**MATERIAL FOR THIS EXERCISE:**
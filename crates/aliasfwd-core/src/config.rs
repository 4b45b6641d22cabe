// ── Runtime reconciler configuration ──
//
// These types describe *which* zone to reconcile and *how* to reach the
// provider. They carry credential data but never touch disk; the CLI builds
// a `ReconcilerConfig` from its profile and hands it in.

use std::path::PathBuf;
use std::time::Duration;

use secrecy::SecretString;
use url::Url;

use crate::error::CoreError;

/// How to authenticate with the DNS provider.
#[derive(Debug, Clone)]
pub enum AuthCredentials {
    /// Scoped API token (preferred).
    ApiToken(SecretString),
    /// Account email + global API key.
    GlobalKey { email: String, key: SecretString },
}

/// TLS verification strategy.
#[derive(Debug, Clone, Default, PartialEq, Eq)]
pub enum TlsVerification {
    /// System CA store (strict).
    #[default]
    SystemDefaults,
    /// Custom CA certificate file.
    CustomCa(PathBuf),
    /// Skip verification. Only for pointing at a local API mock.
    DangerAcceptInvalid,
}

/// Configuration for reconciling one apex domain.
#[derive(Debug, Clone)]
pub struct ReconcilerConfig {
    /// Provider API root (e.g. `https://api.cloudflare.com/client/v4/`).
    pub api_url: Url,
    /// Provider zone holding the apex domain's records.
    pub zone_id: String,
    /// Domain every alias lives under; also the TXT record name.
    pub apex_domain: String,
    pub auth: AuthCredentials,
    pub tls: TlsVerification,
    /// Per-request timeout. The only bound on a provider call.
    pub timeout: Duration,
    /// TXT record TTL; `1` is the provider's "automatic".
    pub ttl: u32,
    /// Records per page during the listing scan.
    pub page_size: u32,
}

impl ReconcilerConfig {
    pub fn new(
        zone_id: impl Into<String>,
        apex_domain: &str,
        auth: AuthCredentials,
    ) -> Result<Self, CoreError> {
        let api_url = Url::parse(aliasfwd_api::client::DEFAULT_BASE_URL).map_err(|e| {
            CoreError::Config {
                message: format!("invalid default API URL: {e}"),
            }
        })?;

        let zone_id = zone_id.into();
        if zone_id.trim().is_empty() {
            return Err(CoreError::Config {
                message: "zone_id must not be empty".into(),
            });
        }

        Ok(Self {
            api_url,
            zone_id,
            apex_domain: normalize_apex(apex_domain)?,
            auth,
            tls: TlsVerification::default(),
            timeout: Duration::from_secs(30),
            ttl: 1,
            page_size: aliasfwd_api::client::DEFAULT_PAGE_SIZE,
        })
    }
}

/// Lowercase, strip a trailing dot, and require at least one label dot.
pub fn normalize_apex(raw: &str) -> Result<String, CoreError> {
    let apex = raw.trim().trim_end_matches('.').to_ascii_lowercase();
    if apex.is_empty() || !apex.contains('.') || apex.split('.').any(str::is_empty) {
        return Err(CoreError::Config {
            message: format!("invalid apex domain '{raw}'"),
        });
    }
    if apex
        .chars()
        .any(|c| !(c.is_ascii_alphanumeric() || c == '-' || c == '.'))
    {
        return Err(CoreError::Config {
            message: format!("apex domain '{raw}' contains invalid characters"),
        });
    }
    Ok(apex)
}
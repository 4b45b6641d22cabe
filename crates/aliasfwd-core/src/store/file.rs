// ── TOML-file profile store ──
//
// One file holds every profile:
//
//     [profiles.<user_id>]
//     alias = "alice"
//     forward_to = "alice@gmail.com"
//     dns_record_id = "rec_1"
//     created_at = "..."
//
// Every operation re-reads the file under a process-local lock so edits by
// another process between calls are picked up. Writes go to a sibling temp
// file and are renamed into place.

use std::collections::BTreeMap;
use std::path::{Path, PathBuf};

use serde::{Deserialize, Serialize};
use tokio::sync::Mutex;
use tracing::debug;

use super::{ProfileStore, StoreError};
use crate::model::{Alias, ForwardTarget, RecordId, UserId, UserProfile};

#[derive(Debug, Default, Serialize, Deserialize)]
struct ProfileFile {
    #[serde(default)]
    profiles: BTreeMap<String, StoredProfile>,
}

/// On-disk row. The user id is the table key, not a field.
#[derive(Debug, Clone, Serialize, Deserialize)]
struct StoredProfile {
    alias: Alias,
    #[serde(default, skip_serializing_if = "Option::is_none")]
    forward_to: Option<ForwardTarget>,
    #[serde(default, skip_serializing_if = "Option::is_none")]
    dns_record_id: Option<RecordId>,
    created_at: chrono::DateTime<chrono::Utc>,
}

impl StoredProfile {
    fn into_profile(self, user: &str) -> Result<UserProfile, StoreError> {
        let user_id = UserId::parse(user).map_err(|e| StoreError::Backend(e.to_string()))?;
        Ok(UserProfile {
            user_id,
            alias: self.alias,
            forward_to: self.forward_to,
            dns_record_id: self.dns_record_id,
            created_at: self.created_at,
        })
    }
}

impl From<UserProfile> for StoredProfile {
    fn from(p: UserProfile) -> Self {
        Self {
            alias: p.alias,
            forward_to: p.forward_to,
            dns_record_id: p.dns_record_id,
            created_at: p.created_at,
        }
    }
}

/// [`ProfileStore`] persisted as a single TOML file. A missing file is an
/// empty store.
#[derive(Debug)]
pub struct FileProfileStore {
    path: PathBuf,
    lock: Mutex<()>,
}

impl FileProfileStore {
    pub fn new(path: impl Into<PathBuf>) -> Self {
        Self {
            path: path.into(),
            lock: Mutex::new(()),
        }
    }

    pub fn path(&self) -> &Path {
        &self.path
    }

    async fn load(&self) -> Result<ProfileFile, StoreError> {
        match tokio::fs::read_to_string(&self.path).await {
            Ok(raw) => Ok(toml::from_str(&raw)?),
            Err(e) if e.kind() == std::io::ErrorKind::NotFound => Ok(ProfileFile::default()),
            Err(e) => Err(e.into()),
        }
    }

    async fn save(&self, file: &ProfileFile) -> Result<(), StoreError> {
        if let Some(parent) = self.path.parent() {
            if !parent.as_os_str().is_empty() {
                tokio::fs::create_dir_all(parent).await?;
            }
        }
        let body = toml::to_string_pretty(file)?;
        let tmp = self.path.with_extension("toml.tmp");
        tokio::fs::write(&tmp, body).await?;
        tokio::fs::rename(&tmp, &self.path).await?;
        debug!(path = %self.path.display(), profiles = file.profiles.len(), "profile store written");
        Ok(())
    }

    /// Read-modify-write of one profile under the lock.
    async fn update(
        &self,
        user: &UserId,
        f: impl FnOnce(&mut StoredProfile) + Send,
    ) -> Result<(), StoreError> {
        let _guard = self.lock.lock().await;
        let mut file = self.load().await?;
        let row = file
            .profiles
            .get_mut(user.as_str())
            .ok_or_else(|| StoreError::NotFound {
                user: user.to_string(),
            })?;
        f(row);
        self.save(&file).await
    }
}

impl ProfileStore for FileProfileStore {
    async fn get(&self, user: &UserId) -> Result<UserProfile, StoreError> {
        let _guard = self.lock.lock().await;
        let mut file = self.load().await?;
        file.profiles
            .remove(user.as_str())
            .ok_or_else(|| StoreError::NotFound {
                user: user.to_string(),
            })?
            .into_profile(user.as_str())
    }

    async fn find_by_alias(&self, alias: &Alias) -> Result<Option<UserProfile>, StoreError> {
        let _guard = self.lock.lock().await;
        let file = self.load().await?;
        file.profiles
            .into_iter()
            .find(|(_, row)| &row.alias == alias)
            .map(|(user, row)| row.into_profile(&user))
            .transpose()
    }

    async fn list(&self) -> Result<Vec<UserProfile>, StoreError> {
        let _guard = self.lock.lock().await;
        let file = self.load().await?;
        let mut all = file
            .profiles
            .into_iter()
            .map(|(user, row)| row.into_profile(&user))
            .collect::<Result<Vec<_>, _>>()?;
        all.sort_by(|a, b| a.alias.cmp(&b.alias));
        Ok(all)
    }

    async fn insert(&self, profile: UserProfile) -> Result<(), StoreError> {
        let _guard = self.lock.lock().await;
        let mut file = self.load().await?;

        if let Some((owner, _)) = file.profiles.iter().find(|(_, r)| r.alias == profile.alias) {
            return Err(StoreError::AliasTaken {
                alias: profile.alias.to_string(),
                owner: owner.clone(),
            });
        }
        if file.profiles.contains_key(profile.user_id.as_str()) {
            return Err(StoreError::UserExists {
                user: profile.user_id.to_string(),
            });
        }

        file.profiles
            .insert(profile.user_id.to_string(), StoredProfile::from(profile));
        self.save(&file).await
    }

    async fn remove(&self, user: &UserId) -> Result<UserProfile, StoreError> {
        let _guard = self.lock.lock().await;
        let mut file = self.load().await?;
        let row = file
            .profiles
            .remove(user.as_str())
            .ok_or_else(|| StoreError::NotFound {
                user: user.to_string(),
            })?;
        self.save(&file).await?;
        row.into_profile(user.as_str())
    }

    async fn set_record_id(
        &self,
        user: &UserId,
        record_id: Option<&RecordId>,
    ) -> Result<(), StoreError> {
        let record_id = record_id.cloned();
        self.update(user, move |row| row.dns_record_id = record_id)
            .await
    }

    async fn set_forward_to(
        &self,
        user: &UserId,
        target: Option<&ForwardTarget>,
    ) -> Result<(), StoreError> {
        let target = target.cloned();
        self.update(user, move |row| row.forward_to = target).await
    }
}

#[cfg(test)]
#[allow(clippy::unwrap_used)]
mod tests {
    use super::*;

    fn profile(user: &str, alias: &str, target: Option<&str>) -> UserProfile {
        UserProfile::new(
            UserId::parse(user).unwrap(),
            Alias::parse(alias).unwrap(),
            ForwardTarget::parse_optional(target).unwrap(),
        )
    }

    #[tokio::test]
    async fn missing_file_is_empty() {
        let dir = tempfile::tempdir().unwrap();
        let store = FileProfileStore::new(dir.path().join("profiles.toml"));
        assert!(store.list().await.unwrap().is_empty());
    }

    #[tokio::test]
    async fn survives_reopen() {
        let dir = tempfile::tempdir().unwrap();
        let path = dir.path().join("nested").join("profiles.toml");

        let store = FileProfileStore::new(&path);
        store
            .insert(profile("u1", "alice", Some("alice@gmail.com")))
            .await
            .unwrap();
        store
            .set_record_id(&UserId::parse("u1").unwrap(), Some(&RecordId::from("rec_1")))
            .await
            .unwrap();

        let reopened = FileProfileStore::new(&path);
        let p = reopened.get(&UserId::parse("u1").unwrap()).await.unwrap();
        assert_eq!(p.alias.as_str(), "alice");
        assert_eq!(p.forward_to.unwrap().as_str(), "alice@gmail.com");
        assert_eq!(p.dns_record_id, Some(RecordId::from("rec_1")));
        assert!(!path.with_extension("toml.tmp").exists());
    }

    #[tokio::test]
    async fn enforces_alias_uniqueness() {
        let dir = tempfile::tempdir().unwrap();
        let store = FileProfileStore::new(dir.path().join("profiles.toml"));
        store.insert(profile("u1", "alice", None)).await.unwrap();

        let err = store.insert(profile("u2", "alice", None)).await.unwrap_err();
        assert!(matches!(err, StoreError::AliasTaken { .. }));
        let err = store.insert(profile("u1", "other", None)).await.unwrap_err();
        assert!(matches!(err, StoreError::UserExists { .. }));
    }

    #[tokio::test]
    async fn find_and_remove() {
        let dir = tempfile::tempdir().unwrap();
        let store = FileProfileStore::new(dir.path().join("profiles.toml"));
        store.insert(profile("u1", "alice", None)).await.unwrap();
        store.insert(profile("u2", "bob", None)).await.unwrap();

        let bob = store
            .find_by_alias(&Alias::parse("bob").unwrap())
            .await
            .unwrap()
            .unwrap();
        assert_eq!(bob.user_id.as_str(), "u2");

        store.remove(&UserId::parse("u2").unwrap()).await.unwrap();
        let names: Vec<String> = store
            .list()
            .await
            .unwrap()
            .into_iter()
            .map(|p| p.alias.to_string())
            .collect();
        assert_eq!(names, vec!["alice"]);
    }

    #[tokio::test]
    async fn corrupt_file_is_an_error() {
        let dir = tempfile::tempdir().unwrap();
        let path = dir.path().join("profiles.toml");
        std::fs::write(&path, "profiles = 12").unwrap();

        let err = FileProfileStore::new(&path).list().await.unwrap_err();
        assert!(matches!(err, StoreError::Decode(_)));
    }
}
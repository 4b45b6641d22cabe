//! Wire types for the Cloudflare v4 DNS records API.
//!
//! Every response is wrapped in the `{success, errors, messages, result}`
//! envelope; list endpoints add `result_info` for pagination.

use chrono::{DateTime, Utc};
use serde::{Deserialize, Serialize};

// ── Envelope ─────────────────────────────────────────────────────────

#[derive(Debug, Clone, Deserialize)]
pub struct Envelope<T> {
    pub success: bool,
    #[serde(default)]
    pub errors: Vec<ApiMessage>,
    #[serde(default)]
    pub messages: Vec<ApiMessage>,
    pub result: Option<T>,
    pub result_info: Option<ResultInfo>,
}

/// One entry of the `errors` / `messages` arrays.
#[derive(Debug, Clone, PartialEq, Eq, Serialize, Deserialize)]
pub struct ApiMessage {
    #[serde(default)]
    pub code: Option<u32>,
    pub message: String,
}

/// Pagination info returned by list endpoints.
#[derive(Debug, Clone, Copy, PartialEq, Eq, Serialize, Deserialize)]
pub struct ResultInfo {
    pub page: u32,
    pub per_page: u32,
    #[serde(default)]
    pub count: u32,
    #[serde(default)]
    pub total_count: u32,
    #[serde(default)]
    pub total_pages: Option<u32>,
}

impl ResultInfo {
    /// Whether another page follows this one.
    pub fn has_more(&self) -> bool {
        match self.total_pages {
            Some(total) => self.page < total,
            None => self.count >= self.per_page && self.count > 0,
        }
    }
}

/// A page of list results, envelope stripped.
#[derive(Debug, Clone, PartialEq)]
pub struct Page<T> {
    pub items: Vec<T>,
    pub info: Option<ResultInfo>,
}

// ── DNS records ──────────────────────────────────────────────────────

#[derive(Debug, Clone, Copy, PartialEq, Eq, Serialize, Deserialize)]
#[serde(rename_all = "UPPERCASE")]
pub enum RecordType {
    Txt,
    A,
    Aaaa,
    Cname,
    Mx,
    #[serde(other)]
    Other,
}

/// DNS record, from `GET /zones/{zone}/dns_records` and the write endpoints.
#[derive(Debug, Clone, PartialEq, Serialize, Deserialize)]
pub struct DnsRecordResponse {
    pub id: String,
    #[serde(rename = "type")]
    pub record_type: RecordType,
    pub name: String,
    pub content: String,
    #[serde(default)]
    pub ttl: Option<u32>,
    #[serde(default)]
    pub comment: Option<String>,
    #[serde(default)]
    pub created_on: Option<DateTime<Utc>>,
    #[serde(default)]
    pub modified_on: Option<DateTime<Utc>>,
}

/// Body for record create and full replace.
#[derive(Debug, Clone, Serialize)]
pub struct TxtRecordBody<'a> {
    #[serde(rename = "type")]
    pub record_type: RecordType,
    pub name: &'a str,
    pub content: &'a str,
    /// `1` means "automatic" on Cloudflare.
    pub ttl: u32,
    #[serde(skip_serializing_if = "Option::is_none")]
    pub comment: Option<&'a str>,
}

/// Result of a delete: Cloudflare echoes back only the id.
#[derive(Debug, Clone, Deserialize)]
pub struct DeletedRecord {
    pub id: String,
}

**WHAT TO WORK ON:** Read the entries and pick out all lines that include the word "another".

**RESPONSE FOR THIS EXERCISE:**
// another process between calls are picked up. Writes go to a sibling temp
    /// Whether another page follows this one.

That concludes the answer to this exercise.